[Stored items]
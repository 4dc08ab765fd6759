//! # arextract
//!
//! Text extraction for Arabic PDF and Word uploads.
//!
//! PDF pages are read from their embedded text layer and regrouped into
//! right-to-left lines. Pages with little or no text layer are rendered
//! and sent to an OCR service. Word documents contribute their paragraph
//! text. Everything ends in one normalization pass that collapses
//! whitespace and repairs known Arabic glyph-order artifacts.
//!
//! ## Quick Start
//!
//! ```no_run
//! use arextract::{extract_text_blocking, Extractor, OcrSpaceClient, SourceDocument};
//!
//! fn main() -> arextract::Result<()> {
//!     let source = SourceDocument::from_path("lesson.pdf")?;
//!
//!     let mut extractor = Extractor::new();
//!     if let Ok(client) = OcrSpaceClient::from_env() {
//!         extractor = extractor.with_ocr(client);
//!     }
//!
//!     let extracted = extract_text_blocking(&source, &extractor)?;
//!     println!("{}", extracted.text);
//!     println!("skipped pages: {:?}", extracted.report.skipped_pages());
//!     Ok(())
//! }
//! ```
//!
//! ## Failure policy
//!
//! Unsupported formats, unreadable files and cancellation fail the whole
//! call. Everything that goes wrong on a single PDF page (malformed content,
//! missing OCR credential, OCR errors and timeouts) skips that page, logs a
//! warning and is recorded in the [`ExtractionReport`].

pub mod detect;
pub mod error;
pub mod model;
pub mod normalize;
pub mod ocr;
pub mod parser;

pub use detect::{classify, sniff_media_type, DocumentFormat};
pub use error::{Error, ErrorKind, Result};
pub use model::{
    Direction, ExtractedText, ExtractionReport, PageOutcome, PageTextRun, RasterImage,
    ReconstructedLine, SkipReason, SourceDocument,
};
pub use normalize::{ArabicNormalizer, Correction, CorrectionTable, NormalizeOptions};
pub use ocr::{HayroRasterizer, OcrConfig, OcrEngine, OcrSpaceClient, PageRasterizer};
pub use parser::{CancelFlag, ExtractOptions, PageSelection, PdfExtractor, WordExtractor};

use std::sync::Arc;

/// Extraction settings plus the injected OCR and rendering services.
///
/// An extractor holds no per-document state and can be shared between
/// concurrent calls.
#[derive(Clone)]
pub struct Extractor {
    options: ExtractOptions,
    ocr: Option<Arc<dyn OcrEngine>>,
    rasterizer: Arc<dyn PageRasterizer>,
    cancel: CancelFlag,
}

impl Extractor {
    /// Default options, `hayro` rendering, no OCR engine.
    pub fn new() -> Self {
        Self {
            options: ExtractOptions::default(),
            ocr: None,
            rasterizer: Arc::new(HayroRasterizer::new()),
            cancel: CancelFlag::new(),
        }
    }

    pub fn with_options(mut self, options: ExtractOptions) -> Self {
        self.options = options;
        self
    }

    /// Send low-yield pages to this engine.
    pub fn with_ocr<E: OcrEngine + 'static>(mut self, engine: E) -> Self {
        self.ocr = Some(Arc::new(engine));
        self
    }

    /// Replace the page renderer.
    pub fn with_rasterizer<R: PageRasterizer + 'static>(mut self, rasterizer: R) -> Self {
        self.rasterizer = Arc::new(rasterizer);
        self
    }

    /// Share a cancellation flag with the caller.
    pub fn with_cancel_flag(mut self, flag: CancelFlag) -> Self {
        self.cancel = flag;
        self
    }

    pub fn options(&self) -> &ExtractOptions {
        &self.options
    }

    pub fn has_ocr(&self) -> bool {
        self.ocr.is_some()
    }

    pub fn cancel_flag(&self) -> &CancelFlag {
        &self.cancel
    }

    /// Same as [`extract_text_from_file`].
    pub async fn extract(&self, source: &SourceDocument) -> Result<ExtractedText> {
        extract_text_from_file(source, self).await
    }
}

impl Default for Extractor {
    fn default() -> Self {
        Self::new()
    }
}

impl std::fmt::Debug for Extractor {
    fn fmt(&self, f: &mut std::fmt::Formatter<'_>) -> std::fmt::Result {
        f.debug_struct("Extractor")
            .field("options", &self.options)
            .field("ocr", &self.ocr.as_ref().map(|e| e.name().to_string()))
            .field("cancelled", &self.cancel.is_cancelled())
            .finish()
    }
}

/// Turn an upload into normalized plain text.
///
/// The format is chosen from the file name and declared media type (PDF
/// first, then Word). The text is normalized before it is returned.
///
/// # Errors
///
/// - [`Error::UnsupportedFormat`] when the upload is neither PDF nor Word
/// - [`Error::CorruptDocument`] when the bytes cannot be parsed
/// - [`Error::Cancelled`] when the extractor's flag was raised
/// - [`Error::Config`] when the correction table is invalid
pub async fn extract_text_from_file(
    source: &SourceDocument,
    extractor: &Extractor,
) -> Result<ExtractedText> {
    let format = classify(source.name(), source.media_type())?;
    let normalizer = ArabicNormalizer::new(extractor.options.normalize.clone())?;

    log::info!(
        "extracting {:?} ({} bytes) as {}",
        source.name(),
        source.len(),
        format
    );

    let (raw, report) = match format {
        DocumentFormat::Pdf => {
            let mut pdf = PdfExtractor::new(&extractor.options, extractor.rasterizer.as_ref())
                .with_cancel_flag(&extractor.cancel);
            if let Some(engine) = &extractor.ocr {
                pdf = pdf.with_ocr(engine.as_ref());
            }
            pdf.extract(source.bytes()).await?
        }
        DocumentFormat::Word => {
            let text = WordExtractor::new().extract(source.bytes())?;
            (text, ExtractionReport::new(DocumentFormat::Word, 0))
        }
    };

    Ok(ExtractedText::new(normalizer.normalize(&raw), report))
}

/// Blocking wrapper around [`extract_text_from_file`] for callers without
/// an async runtime.
pub fn extract_text_blocking(
    source: &SourceDocument,
    extractor: &Extractor,
) -> Result<ExtractedText> {
    let runtime = tokio::runtime::Builder::new_current_thread()
        .enable_all()
        .build()?;
    runtime.block_on(extract_text_from_file(source, extractor))
}

#[cfg(test)]
mod tests {
    use super::*;

    #[test]
    fn test_unsupported_format_reports_media_type() {
        let source = SourceDocument::new("notes.txt", "text/plain", b"hello".to_vec());
        let err = extract_text_blocking(&source, &Extractor::new()).unwrap_err();
        assert_eq!(err.kind(), ErrorKind::UnsupportedFormat);
        assert!(err.to_string().contains("text/plain"));
    }

    #[test]
    fn test_corrupt_pdf_fails_whole_document() {
        let source = SourceDocument::new("broken.pdf", "", b"%PDF-1.4 garbage".to_vec());
        let err = extract_text_blocking(&source, &Extractor::new()).unwrap_err();
        assert_eq!(err.kind(), ErrorKind::CorruptDocument);
    }

    #[test]
    fn test_invalid_corrections_rejected_before_parsing() {
        let table: CorrectionTable = vec![Correction::new("", "x")].into_iter().collect();
        let options =
            ExtractOptions::new().with_normalize(NormalizeOptions::new().with_corrections(table));
        let source = SourceDocument::new("a.pdf", "", Vec::new());
        let err = extract_text_blocking(&source, &Extractor::new().with_options(options))
            .unwrap_err();
        assert_eq!(err.kind(), ErrorKind::Config);
    }

    #[test]
    fn test_extractor_builder() {
        let flag = CancelFlag::new();
        let extractor = Extractor::new()
            .with_options(ExtractOptions::new().with_ocr_threshold(5))
            .with_cancel_flag(flag.clone());
        assert_eq!(extractor.options().ocr_threshold, 5);
        assert!(!extractor.has_ocr());
        flag.cancel();
        assert!(extractor.cancel_flag().is_cancelled());
    }
}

### Required action
Repeat the line that contains "flag.cancel();", then every line after it until the records end, with nothing added.

### Task result
        flag.cancel();
        assert!(extractor.cancel_flag().is_cancelled());
    }
}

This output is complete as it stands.